Van Yuzuncu Yil University
Van, Turkey, Turkey (Türkiye)
Duration of Mechanical Ventilation
Time (in hours) from ICU admission to successful extubation.
Time frame: Within the first 24 postoperative hours
Length of Intensive Care Unit (ICU) Stay
Total duration of ICU stay measured in hours from ICU admission to ICU discharge.
Time frame: Assessed once at the time of ICU discharge, measured as total hours from ICU admission to ICU discharge (expected within 30 postoperative days).
Postoperative Pain Intensity at Rest (VAS)
Pain intensity measured using the Visual Analog Scale (VAS; 0-10 cm, 0=no pain and 10=worst imaginable pain). Assessments performed after extubation when adequate consciousness was confirmed.
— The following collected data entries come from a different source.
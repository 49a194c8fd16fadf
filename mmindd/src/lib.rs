//! Daemon for the mesh-minder system: runs a provisioner with its MQTT
//! bridge plus a set of sensor servers over the in-process loopback mesh,
//! logging everything the nodes and the bridge do.

pub mod deployment;

use mmind_broker::{
    config::{BridgeConfig, NodeConfig},
    NodeError, UuidMatch,
};
use serde::{Deserialize, Serialize};
use std::{path::Path, time::Duration};
use thiserror::Error;

#[derive(Error, Debug)]
pub enum MeshMinderError {
    #[error("I/O Error")]
    Io(#[from] std::io::Error),
    #[error("Node Error")]
    Node(#[from] NodeError),
    #[error("Config Error")]
    Config(#[from] serde_json::Error),
    #[error("Mailbox Error")]
    Mailbox(#[from] actix::MailboxError),
    #[error("Logging setup failed: {0}")]
    Logging(String),
}

pub type MeshMinderResult<T> = std::result::Result<T, MeshMinderError>;

/// Environment variable naming a JSON file with [`DaemonConfig`] overrides
pub const CONFIG_ENV: &str = "MMIND_CONFIG";

#[derive(Debug, Clone, Serialize, Deserialize)]
#[serde(default)]
pub struct DaemonConfig {
    pub log_dir: String,
    pub log_level: String,
    pub state_path: String,
    pub provisioner: NodeConfig,
    pub servers: Vec<NodeConfig>,
    pub bridge: BridgeConfig,
    /// Delay before the simulated MQTT client reports connected
    pub connect_delay_ms: u64,
    pub probe_interval_ms: u64,
    pub status_interval_ms: u64,
}

impl Default for DaemonConfig {
    fn default() -> Self {
        let mut provisioner = NodeConfig::provisioner();
        // every server image carries its own UUID prefix, take them all
        provisioner.uuid_match = UuidMatch {
            prefix: vec![],
            offset: 0,
        };
        Self {
            log_dir: "./logs".to_string(),
            log_level: "debug".to_string(),
            state_path: "./mmindd-state.json".to_string(),
            provisioner,
            servers: vec![
                NodeConfig::dht_server(),
                NodeConfig::ldr_server(),
                NodeConfig::sensor_server(),
            ],
            bridge: BridgeConfig::default(),
            connect_delay_ms: 2_000,
            probe_interval_ms: 10_000,
            status_interval_ms: 30_000,
        }
    }
}

impl DaemonConfig {
    /// Defaults, overridden by the file named in `MMIND_CONFIG` if set
    pub fn load() -> MeshMinderResult<Self> {
        match std::env::var(CONFIG_ENV) {
            Ok(path) => Self::from_file(path),
            Err(_) => Ok(Self::default()),
        }
    }

    pub fn from_file(path: impl AsRef<Path>) -> MeshMinderResult<Self> {
        let raw = std::fs::read(path.as_ref())?;
        Ok(serde_json::from_slice(&raw)?)
    }

    pub fn level(&self) -> tracing::Level {
        self.log_level.parse().unwrap_or(tracing::Level::DEBUG)
    }

    pub fn connect_delay(&self) -> Duration {
        Duration::from_millis(self.connect_delay_ms)
    }

    pub fn probe_interval(&self) -> Duration {
        Duration::from_millis(self.probe_interval_ms)
    }

    pub fn status_interval(&self) -> Duration {
        Duration::from_millis(self.status_interval_ms)
    }
}

#[cfg(test)]
mod tests {
    use super::*;
    use mmind_broker::{Role, RetryPolicy};

    #[test]
    fn partial_overrides_keep_defaults() {
        let cfg: DaemonConfig = serde_json::from_str(
            r#"{
                "log_level": "info",
                "servers": [{ "role": "ldr_server", "publish_interval_ms": 1000 }],
                "provisioner": { "retry": { "kind": "unbounded" } }
            }"#,
        )
        .unwrap();
        assert_eq!(cfg.level(), tracing::Level::INFO);
        assert_eq!(cfg.servers.len(), 1);
        assert_eq!(cfg.servers[0].role, Role::LdrServer);
        assert_eq!(cfg.servers[0].publish_interval_ms, 1000);
        assert_eq!(cfg.provisioner.retry, RetryPolicy::Unbounded);
        assert_eq!(cfg.bridge.sensor_topic, BridgeConfig::default().sensor_topic);
    }

    #[test]
    fn default_provisioner_accepts_every_server() {
        let cfg = DaemonConfig::default();
        let roles: Vec<_> = cfg.servers.iter().map(|s| s.role).collect();
        assert_eq!(
            roles,
            vec![Role::DhtServer, Role::LdrServer, Role::SensorServer]
        );
        assert!(cfg
            .servers
            .iter()
            .all(|s| cfg.provisioner.uuid_match.matches(&s.uuid)));
    }

    #[test]
    fn bad_level_falls_back_to_debug() {
        let cfg = DaemonConfig {
            log_level: "loud".to_string(),
            ..DaemonConfig::default()
        };
        assert_eq!(cfg.level(), tracing::Level::DEBUG);
    }
}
Time frame: Assessed at 0, 4, 8, 12, and 24 hours after extubation within the first 24 hours post-extubation.
Total Rescue Opioid Consumption (Morphine Equivalents)
Total rescue analgesic requirement within 24 hours, calculated by converting administered tramadol and pethidine doses to intravenous morphine equivalents using predefined equianalgesic ratios.
Time frame: Within the first 24 hours after extubation
Time to First Mobilization
Time (in hours) from ICU admission to the first active sitting at the bedside with assistance under ICU staff supervision.
Time frame: Assessed once when first active sitting at bedside is achieved, within 48 hours after ICU admission.
Postoperative Nausea and Vomiting (PONV)
Presence of nausea and/or vomiting recorded as a binary outcome (present/absent) during routine assessments and on patient report.
Time frame: Assessed at 0-24, 24-48, and 48-72 hours after extubation during postoperative ICU and ward follow-up.
Length of Hospital Stay
Total duration of hospital stay measured in days from the day of surgery to hospital discharge.
Time frame: Assessed once at hospital discharge, measured as total days from date of surgery to hospital discharge (expected within 30 postoperative days).